Provided information Start Marker

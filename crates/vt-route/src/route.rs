//! The `Route` type: an ordered, immutable list of waypoints.
//!
//! Segment lengths and cumulative offsets are computed once at construction
//! so the traversal engine never re-runs the haversine for a segment it has
//! already measured.

use chrono::{DateTime, Utc};

use vt_core::{GeoPoint, speed_kmh};

use crate::{RouteError, RouteResult};

// ── Waypoint ──────────────────────────────────────────────────────────────────

/// One route vertex, optionally stamped with the time it was recorded.
#[derive(Copy, Clone, Debug, PartialEq)]
pub struct Waypoint {
    pub point:     GeoPoint,
    pub timestamp: Option<DateTime<Utc>>,
}

impl Waypoint {
    #[inline]
    pub fn new(point: GeoPoint) -> Self {
        Self { point, timestamp: None }
    }

    #[inline]
    pub fn timed(point: GeoPoint, timestamp: DateTime<Utc>) -> Self {
        Self { point, timestamp: Some(timestamp) }
    }
}

impl From<GeoPoint> for Waypoint {
    fn from(point: GeoPoint) -> Self {
        Waypoint::new(point)
    }
}

// ── Route ─────────────────────────────────────────────────────────────────────

/// An ordered sequence of at least two waypoints.
///
/// Segment `i` runs from waypoint `i` to waypoint `i + 1`; there are
/// `len() - 1` segments.  Consecutive duplicate waypoints are allowed and
/// produce zero-length segments.
#[derive(Clone, Debug)]
pub struct Route {
    waypoints:       Vec<Waypoint>,
    /// Haversine length of each segment in metres.  Length = `len() - 1`.
    segment_lengths: Vec<f64>,
    /// Distance from the start to each waypoint in metres.  Length = `len()`.
    offsets:         Vec<f64>,
}

impl Route {
    /// Build a route, measuring every segment.
    ///
    /// # Errors
    ///
    /// [`RouteError::InvalidRoute`] if fewer than two waypoints are supplied.
    pub fn new(waypoints: Vec<Waypoint>) -> RouteResult<Self> {
        Self::validate(&waypoints)?;
        Ok(Self::measure(waypoints))
    }

    /// Measure already-validated waypoints.
    pub(crate) fn measure(waypoints: Vec<Waypoint>) -> Self {
        debug_assert!(waypoints.len() >= 2);

        let segment_lengths: Vec<f64> = waypoints
            .windows(2)
            .map(|w| w[0].point.distance_m(w[1].point))
            .collect();

        let mut offsets = Vec::with_capacity(waypoints.len());
        let mut acc = 0.0;
        offsets.push(acc);
        for len in &segment_lengths {
            acc += len;
            offsets.push(acc);
        }

        Self { waypoints, segment_lengths, offsets }
    }

    /// Build an untimed route from bare coordinates.
    pub fn from_points<I>(points: I) -> RouteResult<Self>
    where
        I: IntoIterator<Item = GeoPoint>,
    {
        Self::new(points.into_iter().map(Waypoint::new).collect())
    }

    /// Check that `waypoints` can form a route.
    pub fn validate(waypoints: &[Waypoint]) -> RouteResult<()> {
        if waypoints.len() < 2 {
            return Err(RouteError::InvalidRoute { got: waypoints.len() });
        }
        Ok(())
    }

    // ── Accessors ─────────────────────────────────────────────────────────

    #[inline]
    pub fn len(&self) -> usize {
        self.waypoints.len()
    }

    /// Always `false`: a constructed route has at least two waypoints.
    #[inline]
    pub fn is_empty(&self) -> bool {
        self.waypoints.is_empty()
    }

    #[inline]
    pub fn segment_count(&self) -> usize {
        self.segment_lengths.len()
    }

    #[inline]
    pub fn point(&self, index: usize) -> Option<GeoPoint> {
        self.waypoints.get(index).map(|w| w.point)
    }

    #[inline]
    pub fn waypoint(&self, index: usize) -> Option<&Waypoint> {
        self.waypoints.get(index)
    }

    pub fn waypoints(&self) -> &[Waypoint] {
        &self.waypoints
    }

    /// Iterator over the coordinates in route order.
    pub fn points(&self) -> impl ExactSizeIterator<Item = GeoPoint> + '_ {
        self.waypoints.iter().map(|w| w.point)
    }

    #[inline]
    pub fn start(&self) -> GeoPoint {
        self.waypoints[0].point
    }

    #[inline]
    pub fn end(&self) -> GeoPoint {
        self.waypoints[self.waypoints.len() - 1].point
    }

    /// Endpoints of segment `index`.
    #[inline]
    pub fn segment(&self, index: usize) -> Option<(GeoPoint, GeoPoint)> {
        Some((self.point(index)?, self.point(index + 1)?))
    }

    // ── Distances ─────────────────────────────────────────────────────────

    /// Length of segment `index` in metres; `0.0` past the last segment.
    #[inline]
    pub fn segment_length_m(&self, index: usize) -> f64 {
        self.segment_lengths.get(index).copied().unwrap_or(0.0)
    }

    /// Distance along the route from the start to waypoint `index`.
    #[inline]
    pub fn offset_m(&self, index: usize) -> f64 {
        self.offsets[index.min(self.offsets.len() - 1)]
    }

    /// Sum of all segment lengths in metres.
    #[inline]
    pub fn total_length_m(&self) -> f64 {
        self.offsets[self.offsets.len() - 1]
    }

    /// Speed the vehicle was recorded at over segment `index`, in km/h.
    ///
    /// `None` unless both endpoints carry timestamps and the later one is
    /// strictly after the earlier one.
    pub fn recorded_speed_kmh(&self, index: usize) -> Option<f64> {
        let from = self.waypoints.get(index)?.timestamp?;
        let to   = self.waypoints.get(index + 1)?.timestamp?;
        let secs = (to - from).num_milliseconds() as f64 / 1_000.0;
        if secs <= 0.0 {
            return None;
        }
        Some(speed_kmh(self.segment_length_m(index), secs))
    }
}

Provided information End Marker

Work instruction: How many lines in the entries include the string "already"? Answer with the number alone.

Reply to the task: 2